BRIEF >> Produce a word-for-word copy of the data below.

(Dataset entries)
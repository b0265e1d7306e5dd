//! Debug descriptions of tokens
//!
//! Produces the labels used by the debug print mode and by `Display for TokenTree`:
//!
//!     FullTextToken(
//!     WordToken(word1)
//!     SeparatorToken( )
//!     FullTagToken(TagToken<tag1>+TagToken<tag2=att1,att2>)
//!     WordToken(word2)
//!     FullTagToken()
//!     EosToken()
//!     )

use std::fmt;

use super::core::Token;
use super::tree::{TokenId, TokenTree};

impl TokenTree {
    /// One-line (or, for the root, multi-line) description of a token and its children
    pub fn describe(&self, id: TokenId) -> String {
        match self.token(id) {
            Token::FullText => {
                let children: Vec<String> =
                    self.children(id).map(|child| self.describe(child)).collect();
                format!("FullTextToken(\n{}\n)", children.join("\n"))
            }
            Token::FullTag(_) => {
                let children: Vec<String> =
                    self.children(id).map(|child| self.describe(child)).collect();
                format!("FullTagToken({})", children.join("+"))
            }
            Token::Tag(tag) => {
                let (prefix, suffix) = match self.enclosing_full_tag(id) {
                    Some((_, parent)) if parent.is_self_closed() => ("", "/"),
                    Some((_, parent)) if parent.is_close => ("/", ""),
                    _ => ("", ""),
                };
                format!("TagToken<{}{}{}>", prefix, tag.source, suffix)
            }
            Token::Word(text) => format!("WordToken({})", text),
            Token::Separator(text) => format!("SeparatorToken({})", text),
            Token::Decoration(text) => format!("DecorationToken({})", text),
            Token::Eos => "EosToken()".to_string(),
        }
    }
}

impl fmt::Display for TokenTree {
    fn fmt(&self, f: &mut fmt::Formatter<'_>) -> fmt::Result {
        f.write_str(&self.describe(self.root()))
    }
}
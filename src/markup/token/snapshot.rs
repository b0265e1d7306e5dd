//! Serializable nested view of a token tree, used by the `--tokens` dump of the CLI.

use serde::Serialize;

use super::core::{Token, TokenKind};
use super::tree::{TokenId, TokenTree};

#[derive(Debug, Clone, PartialEq, Eq, Serialize)]
pub struct TokenSnapshot {
    pub kind: TokenKind,
    pub text: String,
    pub length: usize,
    #[serde(skip_serializing_if = "Option::is_none")]
    pub name: Option<String>,
    #[serde(skip_serializing_if = "Vec::is_empty")]
    pub values: Vec<String>,
    #[serde(skip_serializing_if = "Vec::is_empty")]
    pub children: Vec<TokenSnapshot>,
}

impl TokenSnapshot {
    pub fn of(tree: &TokenTree, id: TokenId) -> Self {
        let token = tree.token(id);
        let (name, values) = match token {
            Token::Tag(tag) => (Some(tag.name.clone()), tag.values.clone()),
            _ => (None, Vec::new()),
        };
        TokenSnapshot {
            kind: token.kind(),
            text: token.text().to_string(),
            length: tree.length(id),
            name,
            values,
            children: tree
                .children(id)
                .map(|child| TokenSnapshot::of(tree, child))
                .collect(),
        }
    }
}

impl TokenTree {
    pub fn snapshot(&self) -> TokenSnapshot {
        TokenSnapshot::of(self, self.root())
    }
}

#[cfg(test)]
mod tests {
    use super::*;
    use crate::markup::lexing::tokenize;

    #[test]
    fn test_snapshot_serializes_tags_with_names() {
        let tree = tokenize("<href=a,b>x").unwrap();
        let json = serde_json::to_value(tree.snapshot()).unwrap();
        assert_eq!(json["kind"], "full_text");
        assert_eq!(json["children"][0]["kind"], "full_tag");
        assert_eq!(json["children"][0]["children"][0]["name"], "href");
        assert_eq!(json["children"][0]["children"][0]["values"][1], "b");
        assert_eq!(json["children"][1]["text"], "x");
        assert_eq!(json["children"][2]["kind"], "eos");
    }
}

RESPONSE TO THE TASK >>
repository b0265e1d7306e5dd
//! Debug descriptions of tokens
//!
//! Produces the labels used by the debug print mode and by `Display for TokenTree`:
//!
//!     FullTextToken(
//!     WordToken(word1)
//!     SeparatorToken( )
//!     FullTagToken(TagToken<tag1>+TagToken<tag2=att1,att2>)
//!     WordToken(word2)
//!     FullTagToken()
//!     EosToken()
//!     )

use std::fmt;

use super::core::Token;
use super::tree::{TokenId, TokenTree};

impl TokenTree {
    /// One-line (or, for the root, multi-line) description of a token and its children
    pub fn describe(&self, id: TokenId) -> String {
        match self.token(id) {
            Token::FullText => {
                let children: Vec<String> =
                    self.children(id).map(|child| self.describe(child)).collect();
                format!("FullTextToken(\n{}\n)", children.join("\n"))
            }
            Token::FullTag(_) => {
                let children: Vec<String> =
                    self.children(id).map(|child| self.describe(child)).collect();
                format!("FullTagToken({})", children.join("+"))
            }
            Token::Tag(tag) => {
                let (prefix, suffix) = match self.enclosing_full_tag(id) {
                    Some((_, parent)) if parent.is_self_closed() => ("", "/"),
                    Some((_, parent)) if parent.is_close => ("/", ""),
                    _ => ("", ""),
                };
                format!("TagToken<{}{}{}>", prefix, tag.source, suffix)
            }
            Token::Word(text) => format!("WordToken({})", text),
            Token::Separator(text) => format!("SeparatorToken({})", text),
            Token::Decoration(text) => format!("DecorationToken({})", text),
            Token::Eos => "EosToken()".to_string(),
        }
    }
}

impl fmt::Display for TokenTree {
    fn fmt(&self, f: &mut fmt::Formatter<'_>) -> fmt::Result {
        f.write_str(&self.describe(self.root()))
    }
}
filename src/markup/token/snapshot.rs
repository b0265e1d7306e5dd
//! Serializable nested view of a token tree, used by the `--tokens` dump of the CLI.

use serde::Serialize;

use super::core::{Token, TokenKind};
use super::tree::{TokenId, TokenTree};

#[derive(Debug, Clone, PartialEq, Eq, Serialize)]
pub struct TokenSnapshot {
    pub kind: TokenKind,
    pub text: String,
    pub length: usize,
    #[serde(skip_serializing_if = "Option::is_none")]
    pub name: Option<String>,
    #[serde(skip_serializing_if = "Vec::is_empty")]
    pub values: Vec<String>,
    #[serde(skip_serializing_if = "Vec::is_empty")]
    pub children: Vec<TokenSnapshot>,
}

impl TokenSnapshot {
    pub fn of(tree: &TokenTree, id: TokenId) -> Self {
        let token = tree.token(id);
        let (name, values) = match token {
            Token::Tag(tag) => (Some(tag.name.clone()), tag.values.clone()),
            _ => (None, Vec::new()),
        };
        TokenSnapshot {
            kind: token.kind(),
            text: token.text().to_string(),
            length: tree.length(id),
            name,
            values,
            children: tree
                .children(id)
                .map(|child| TokenSnapshot::of(tree, child))
                .collect(),
        }
    }
}

impl TokenTree {
    pub fn snapshot(&self) -> TokenSnapshot {
        TokenSnapshot::of(self, self.root())
    }
}

#[cfg(test)]
mod tests {
    use super::*;
    use crate::markup::lexing::tokenize;

    #[test]
    fn test_snapshot_serializes_tags_with_names() {
        let tree = tokenize("<href=a,b>x").unwrap();
        let json = serde_json::to_value(tree.snapshot()).unwrap();
        assert_eq!(json["kind"], "full_text");
        assert_eq!(json["children"][0]["kind"], "full_tag");
        assert_eq!(json["children"][0]["children"][0]["name"], "href");
        assert_eq!(json["children"][0]["children"][0]["values"][1], "b");
        assert_eq!(json["children"][1]["text"], "x");
        assert_eq!(json["children"][2]["kind"], "eos");
    }
}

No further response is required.